Cansado da repressão, o jogador pediu demissão e a liberação de seu passe para seguir sua carreira. Começava aí, sua história de luta e conquistas, mesmo durante a ditadura militar.

Inconformado com a apreensão de seu passe pelo Botafogo, Afonsinho, apoiado por seu pai e amparado por advogados, recorreu ao Superior Tribunal de Justiça Desportiva pela liberação de seu passe.

“Por trás de tudo isso havia a tentativa de se impor uma medida de força também no esporte. A partir daí, juntamente com o meu pai, um ex-ferroviário que se formara em Direito, partimos para garantir o meu direito de trabalhar. Posteriormente, com a ajuda de outro advogado, Rui Piva, e o Rafael de Almeida Magalhães, conseguimos o passe livre no Superior Tribunal de Justiça Desportiva, mas só depois de muita luta”, orgulha-se o jogador.

Vitória

Em 1971, Afonsinho foi o primeiro jogador brasileiro a ter o passe livre, por uma decisão da justiça. Apenas vinte e sete anos depois desta conquista, instituiu-se a Lei Pelé ou Lei do Passe Livre, em março de 1988, a qual, em suma, concede o direito de negociação do passe pelo jogador e/ou seu agente e não mais pelo clube a qual pertence.  O jogador deixou de ser “propriedade” dos clubes.

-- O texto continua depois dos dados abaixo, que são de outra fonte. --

//! One split run: input checks, scanning and the summary table.

use std::path::{Path, PathBuf};

use chrono::{DateTime, Utc};
use serde::Serialize;
use tracing::{error, info};

use super::events::{CancelFlag, EventSink, ScanEvent};
use super::scanner::{BoundaryScanner, ScanOutcome};
use crate::error::{OcrError, Result, SplitError};
use crate::models::{Chunk, SplitConfig, SummaryRecorder};
use crate::ocr::TextRecognizer;
use crate::pdf::PdfDocument;

/// Summary of a finished (non-fatal) run.
#[derive(Debug, Clone, Serialize)]
pub struct RunReport {
    pub input: PathBuf,
    pub output_dir: PathBuf,
    pub outcome: ScanOutcome,
    pub chunks: Vec<Chunk>,
    pub failed: Vec<Chunk>,
    /// Location of the summary table, if it could be written.
    pub summary_path: Option<PathBuf>,
    pub started_at: DateTime<Utc>,
    pub finished_at: DateTime<Utc>,
}

/// Split one scanned PDF into per-case documents.
#[derive(Debug, Clone)]
pub struct SplitJob {
    input: PathBuf,
    output_dir: PathBuf,
    config: SplitConfig,
}

impl SplitJob {
    pub fn new(input: impl Into<PathBuf>, output_dir: impl Into<PathBuf>, config: SplitConfig) -> Self {
        Self {
            input: input.into(),
            output_dir: output_dir.into(),
            config,
        }
    }

    pub fn input(&self) -> &Path {
        &self.input
    }

    pub fn output_dir(&self) -> &Path {
        &self.output_dir
    }

    pub fn config(&self) -> &SplitConfig {
        &self.config
    }

    /// Run with the ONNX recognizer loaded from the configured model files.
    ///
    /// The recognizer lives for this run only.
    #[cfg(feature = "native")]
    pub fn run(&self, events: &dyn EventSink, cancel: &CancelFlag) -> Result<RunReport> {
        self.run_with_loader(events, cancel, || {
            crate::ocr::PureOcrEngine::from_config(&self.config.models)
        })
    }

    /// Run with a caller-supplied recognizer.
    pub fn run_with<R: TextRecognizer>(
        &self,
        recognizer: R,
        events: &dyn EventSink,
        cancel: &CancelFlag,
    ) -> Result<RunReport> {
        self.run_with_loader(events, cancel, move || Ok(recognizer))
    }

    fn run_with_loader<R, F>(&self, events: &dyn EventSink, cancel: &CancelFlag, load: F) -> Result<RunReport>
    where
        R: TextRecognizer,
        F: FnOnce() -> std::result::Result<R, OcrError>,
    {
        self.execute(events, cancel, load).inspect_err(|e| {
            error!("Processing error: {}", e);
            events.emit(ScanEvent::error(e.to_string()));
        })
    }

    fn execute<R, F>(&self, events: &dyn EventSink, cancel: &CancelFlag, load: F) -> Result<RunReport>
    where
        R: TextRecognizer,
        F: FnOnce() -> std::result::Result<R, OcrError>,
    {
        let started_at = Utc::now();

        self.config.validate()?;
        if !self.input.exists() {
            return Err(SplitError::InputNotFound(self.input.clone()));
        }
        std::fs::create_dir_all(&self.output_dir)?;

        let name = self
            .input
            .file_name()
            .map(|n| n.to_string_lossy().into_owned())
            .unwrap_or_else(|| self.input.display().to_string());
        let message = format!("Starting processing for {}", name);
        info!("{}", message);
        events.emit(ScanEvent::info(0.0, message));

        let document = PdfDocument::open(&self.input)?;
        let recognizer = load()?;
        info!("{} has {} pages", name, document.page_count());

        let scanner = BoundaryScanner::new(&document, recognizer, &self.config);
        let mut summary = SummaryRecorder::new();
        let scan = scanner.run(&document, &self.output_dir, &mut summary, events, cancel);

        let summary_path = self.write_summary(&summary, events);

        let terminal = match scan.outcome {
            ScanOutcome::Completed => ScanEvent::Complete {
                message: "Processing completed successfully.".to_string(),
            },
            ScanOutcome::NoBoundaryFound => ScanEvent::NoBoundary {
                message: "No valid pattern found in remaining pages.".to_string(),
            },
            ScanOutcome::Cancelled => ScanEvent::Cancelled {
                message: "Processing cancelled.".to_string(),
            },
        };
        info!(
            "{} ({} chunks written, {} failed)",
            terminal.message(),
            scan.chunks.len(),
            scan.failed.len()
        );
        events.emit(terminal);

        Ok(RunReport {
            input: self.input.clone(),
            output_dir: self.output_dir.clone(),
            outcome: scan.outcome,
            chunks: scan.chunks,
            failed: scan.failed,
            summary_path,
            started_at,
            finished_at: Utc::now(),
        })
    }

    /// A summary that cannot be written is reported but does not fail the run.
    fn write_summary(&self, summary: &SummaryRecorder, events: &dyn EventSink) -> Option<PathBuf> {
        let path = self.output_dir.join(&self.config.output.summary_file);

        match summary.write_csv(&path) {
            Ok(()) => {
                events.emit(ScanEvent::info(
                    1.0,
                    format!("Summary saved to {}", self.config.output.summary_file),
                ));
                Some(path)
            }
            Err(e) => {
                error!("Failed to save summary: {}", e);
                events.emit(ScanEvent::error(format!("Failed to save summary: {}", e)));
                None
            }
        }
    }
}

#[cfg(test)]
mod tests {
    use image::{DynamicImage, GenericImageView};
    use pretty_assertions::assert_eq;

    use super::*;
    use crate::models::EnhanceOptions;
    use crate::pdf::synthetic::scanned_pdf;
    use crate::scan::events::EventLog;

    /// Answers by page shade; the wide crop is the case zone.
    struct ShadeRecognizer {
        pages: Vec<(u8, &'static str, &'static str)>,
    }

    impl TextRecognizer for ShadeRecognizer {
        fn recognize(
            &self,
            image: &DynamicImage,
            _enhance: Option<&EnhanceOptions>,
        ) -> std::result::Result<Vec<String>, OcrError> {
            let shade = image.to_luma8().get_pixel(0, 0)[0];
            let is_case_zone = image.dimensions().0 >= 40;

            Ok(self
                .pages
                .iter()
                .find(|(s, _, _)| s.abs_diff(shade) <= 3)
                .map(|(_, case, counter)| {
                    let line = if is_case_zone { *case } else { *counter };
                    vec![line.to_string()]
                })
                .unwrap_or_default())
        }
    }

    fn two_case_recognizer() -> ShadeRecognizer {
        ShadeRecognizer {
            pages: vec![
                (100, "Case Number: 55-1111", "Page 1 of 4"),
                (200, "Case Number: 66-2222", "Page 1 of 2"),
            ],
        }
    }

    fn write_pdf(dir: &Path, shades: &[u8]) -> PathBuf {
        let path = dir.join("scan.pdf");
        let shades = shades.to_vec();
        std::fs::write(&path, scanned_pdf(shades.len(), |i| shades[i])).unwrap();
        path
    }

    fn terminal_events(events: &EventLog) -> Vec<ScanEvent> {
        events.events().into_iter().filter(ScanEvent::is_terminal).collect()
    }

    #[test]
    fn test_run_writes_chunks_and_summary() {
        let dir = tempfile::tempdir().unwrap();
        let input = write_pdf(dir.path(), &[100, 0, 0, 0, 200, 0]);
        let out = dir.path().join("out");
        let events = EventLog::new();

        let job = SplitJob::new(&input, &out, SplitConfig::default());
        let report = job
            .run_with(two_case_recognizer(), &events, &CancelFlag::new())
            .unwrap();

        assert_eq!(report.outcome, ScanOutcome::Completed);
        assert_eq!(
            report.chunks,
            vec![
                Chunk::new(0, 3, "I-55-1111.pdf"),
                Chunk::new(4, 5, "I-66-2222.pdf"),
            ]
        );

        let first = PdfDocument::open(&out.join("I-55-1111.pdf")).unwrap();
        assert_eq!(first.page_count(), 4);
        let second = PdfDocument::open(&out.join("I-66-2222.pdf")).unwrap();
        assert_eq!(second.page_count(), 2);

        let summary = std::fs::read_to_string(out.join("summary.csv")).unwrap();
        assert_eq!(
            summary,
            "PDF File Generated Name,PDF Start Location,PDF End Location\n\
             I-55-1111.pdf,1,4\n\
             I-66-2222.pdf,5,6\n"
        );
        assert_eq!(report.summary_path, Some(out.join("summary.csv")));

        let all = events.events();
        assert_eq!(all[0].message(), "Starting processing for scan.pdf");
        assert_eq!(terminal_events(&events).len(), 1);
        assert!(matches!(all.last(), Some(ScanEvent::Complete { .. })));
    }

    #[test]
    fn test_no_boundary_still_writes_summary() {
        let dir = tempfile::tempdir().unwrap();
        let input = write_pdf(dir.path(), &[0, 0, 0]);
        let out = dir.path().join("out");
        let events = EventLog::new();

        let report = SplitJob::new(&input, &out, SplitConfig::default())
            .run_with(two_case_recognizer(), &events, &CancelFlag::new())
            .unwrap();

        assert_eq!(report.outcome, ScanOutcome::NoBoundaryFound);
        assert!(report.chunks.is_empty());
        let summary = std::fs::read_to_string(out.join("summary.csv")).unwrap();
        assert_eq!(summary, "PDF File Generated Name,PDF Start Location,PDF End Location\n");
        assert!(matches!(
            terminal_events(&events).as_slice(),
            [ScanEvent::NoBoundary { .. }]
        ));
    }

    #[test]
    fn test_cancelled_run_reports_cancelled() {
        let dir = tempfile::tempdir().unwrap();
        let input = write_pdf(dir.path(), &[100, 0, 0, 0]);
        let out = dir.path().join("out");
        let events = EventLog::new();
        let cancel = CancelFlag::new();
        cancel.cancel();

        let report = SplitJob::new(&input, &out, SplitConfig::default())
            .run_with(two_case_recognizer(), &events, &cancel)
            .unwrap();

        assert_eq!(report.outcome, ScanOutcome::Cancelled);
        assert!(out.join("summary.csv").exists());
        assert!(matches!(
            terminal_events(&events).as_slice(),
            [ScanEvent::Cancelled { .. }]
        ));
    }

    #[test]
    fn test_missing_input_is_fatal() {
        let dir = tempfile::tempdir().unwrap();
        let events = EventLog::new();

        let result = SplitJob::new(dir.path().join("nope.pdf"), dir.path().join("out"), SplitConfig::default())
            .run_with(two_case_recognizer(), &events, &CancelFlag::new());

        assert!(matches!(result, Err(SplitError::InputNotFound(_))));
        assert!(!dir.path().join("out").exists());
        assert!(matches!(events.events().as_slice(), [ScanEvent::Error { .. }]));
    }

    #[test]
    fn test_unreadable_pdf_is_fatal() {
        let dir = tempfile::tempdir().unwrap();
        let input = dir.path().join("broken.pdf");
        std::fs::write(&input, b"not a pdf").unwrap();
        let events = EventLog::new();

        let result = SplitJob::new(&input, dir.path().join("out"), SplitConfig::default())
            .run_with(two_case_recognizer(), &events, &CancelFlag::new());

        assert!(matches!(result, Err(SplitError::Pdf(_))));
        assert!(matches!(events.events().last(), Some(ScanEvent::Error { .. })));
        assert!(terminal_events(&events).is_empty());
    }

    #[test]
    fn test_invalid_config_is_rejected() {
        let dir = tempfile::tempdir().unwrap();
        let input = write_pdf(dir.path(), &[0]);
        let mut config = SplitConfig::default();
        config.scan.dpi = 0;

        let result = SplitJob::new(&input, dir.path().join("out"), config)
            .run_with(two_case_recognizer(), &crate::scan::NoopSink, &CancelFlag::new());

        assert!(matches!(result, Err(SplitError::Config(_))));
    }

    #[test]
    fn test_report_serializes_outcome() {
        let dir = tempfile::tempdir().unwrap();
        let input = write_pdf(dir.path(), &[200, 0]);
        let out = dir.path().join("out");

        let report = SplitJob::new(&input, &out, SplitConfig::default())
            .run_with(two_case_recognizer(), &EventLog::new(), &CancelFlag::new())
            .unwrap();

        let json = serde_json::to_value(&report).unwrap();
        assert_eq!(json["outcome"], "completed");
        assert_eq!(json["chunks"][0]["label"], "I-66-2222.pdf");
    }
}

A conquista foi tão notória que até o Rei Pelé reverenciou Afonsinho em uma entrevista.

“Homem livre no futebol, só conheço um, Afonsinho. Este pode dizer com suas palavras, sem medo, que deu o grito de independência ou morte. Ninguém mais! O resto é conversa!”, disse Pelé, durante um desabafo após renegociar seu contrato com o Santos, em 1972.